É nesse cenário que o texto de Coase, escrito trinta e um
anos antes recebe sua consagração com o Prêmio Nobel de Microeconomia. É a
resposta teórica aparentemente mais conveniente (dos mercados) para os
problemas materiais com que se defrontariam as economias neoliberais
emergentes. É a resposta certa, do ponto de vista das economias ricas, para os
problemas mais agudos das economias mais pobres. Problemas que as economias
mais pobres jamais se defrontariam se as economias mais ricas não lhes tivessem
chutado a escada (CHANG, 2004). O Consenso e o Teorema, paridos em um parto
gêmeo, são o dog whistle para os mercados e economias locais buscarem
soluções que prescindam do estado, do judiciário. Liberam essas instituições de
algo que da sua natureza compulsoriamente social e política. Em qualquer outro
contexto tal proposta soaria tão absurdo quanto de fato o é. Mas ali, não.
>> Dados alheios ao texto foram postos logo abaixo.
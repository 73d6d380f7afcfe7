//! Wire format for signaling messages.
//!
//! Every frame is a JSON object with a `from` field and a `type` tag; the
//! remaining fields depend on the tag. The relay overwrites `from` on
//! everything it forwards, so outbound messages leave it empty.

use serde::{Deserialize, Serialize};

/// Protocol version announced in `hello`.
pub const PROTOCOL_VERSION: &str = "1.0";

/// Client identifier announced in `hello`.
pub const CLIENT_ID: &str = concat!("voca-client-rs/", env!("CARGO_PKG_VERSION"));

#[derive(Debug, Clone, PartialEq, Eq, Serialize, Deserialize)]
pub struct SignalMessage {
    #[serde(default)]
    pub from: String,
    #[serde(flatten)]
    pub payload: SignalPayload,
}

#[derive(Debug, Clone, PartialEq, Eq, Serialize, Deserialize)]
#[serde(tag = "type", rename_all = "lowercase")]
pub enum SignalPayload {
    /// Client handshake, sent once per socket open.
    Hello { version: String, client: String },
    /// Server handshake acknowledgment with our assigned peer id.
    Welcome {
        #[serde(default, skip_serializing_if = "Option::is_none")]
        version: Option<String>,
        #[serde(default, skip_serializing_if = "Option::is_none")]
        peer_id: Option<String>,
    },
    Join {
        #[serde(default, skip_serializing_if = "Option::is_none")]
        peer_id: Option<String>,
    },
    Leave {
        #[serde(default, skip_serializing_if = "Option::is_none")]
        peer_id: Option<String>,
    },
    Offer {
        #[serde(default, skip_serializing_if = "Option::is_none")]
        to: Option<String>,
        sdp: String,
    },
    Answer {
        #[serde(default, skip_serializing_if = "Option::is_none")]
        to: Option<String>,
        sdp: String,
    },
    /// `candidate` is itself a JSON-encoded ICE candidate.
    Ice {
        #[serde(default, skip_serializing_if = "Option::is_none")]
        to: Option<String>,
        candidate: String,
    },
    Ping,
    Pong,
    Error {
        #[serde(default, skip_serializing_if = "Option::is_none")]
        code: Option<String>,
        #[serde(default, skip_serializing_if = "Option::is_none")]
        message: Option<String>,
    },
}

impl SignalPayload {
    pub fn kind(&self) -> &'static str {
        match self {
            Self::Hello { .. } => "hello",
            Self::Welcome { .. } => "welcome",
            Self::Join { .. } => "join",
            Self::Leave { .. } => "leave",
            Self::Offer { .. } => "offer",
            Self::Answer { .. } => "answer",
            Self::Ice { .. } => "ice",
            Self::Ping => "ping",
            Self::Pong => "pong",
            Self::Error { .. } => "error",
        }
    }
}

impl SignalMessage {
    fn outbound(payload: SignalPayload) -> Self {
        Self {
            from: String::new(),
            payload,
        }
    }

    pub fn hello() -> Self {
        Self::outbound(SignalPayload::Hello {
            version: PROTOCOL_VERSION.to_string(),
            client: CLIENT_ID.to_string(),
        })
    }

    pub fn pong() -> Self {
        Self::outbound(SignalPayload::Pong)
    }

    pub fn offer(to: &str, sdp: String) -> Self {
        Self::outbound(SignalPayload::Offer {
            to: Some(to.to_string()),
            sdp,
        })
    }

    pub fn answer(to: &str, sdp: String) -> Self {
        Self::outbound(SignalPayload::Answer {
            to: Some(to.to_string()),
            sdp,
        })
    }

    pub fn ice(to: &str, candidate: String) -> Self {
        Self::outbound(SignalPayload::Ice {
            to: Some(to.to_string()),
            candidate,
        })
    }
}

#[derive(Debug, thiserror::Error)]
pub enum CodecError {
    #[error("malformed signaling frame: {0}")]
    Malformed(#[from] serde_json::Error),
}

pub fn decode(text: &str) -> Result<SignalMessage, CodecError> {
    Ok(serde_json::from_str(text)?)
}

pub fn encode(msg: &SignalMessage) -> Result<String, CodecError> {
    Ok(serde_json::to_string(msg)?)
}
Soou, em verdade, como a melhor proposta. E isso por uma simples razão, porque
não foi uma proposta, foi uma imposição. Ideologia neoliberal apresentada,
imposta como solução barata, eficiente e moralmente justificada pela
sacralização do mercado.
É inequívoco concluir que, para Coase, e isso está claro em
seu Teorema, o mercado traz as melhores soluções para os problemas que ele
próprio cria. Coase usa o exemplo do caso judicial Sturges end Bridgman, em que
um fabricante de doces barulhento é vizinho de um médico silencioso, que tem
seu trabalho importunado por aquele, tal que ambos foram à justiça para
determinar quem deveria se mudar. Aqui iremos prescindir de cálculo
econométricos para explicar a solução do problema, apenas sinalizaremos que a
solução mais adequada será sempre aquela buscada entre as partes, pressupondo
aquelas condições apontadas anteriormente.
Transportando esse princípio econômico jurídico para as
relações de mercado típicas de uma economia neoliberal, a mensagem é clara:
socializar os custos, mas, obviamente, manter os lucros privados, afinal de
contas, para o mercado isto é algo inquestionável. Quando algum agente do
mercado é forçado pelos tentáculos do estado a indenizar outro agente a quem
causou dano, isso, segundo a doutrina jurídica neoliberal, causa danos a toda
sociedade, altera todo o sistema de preços, por isso pouco eficiente.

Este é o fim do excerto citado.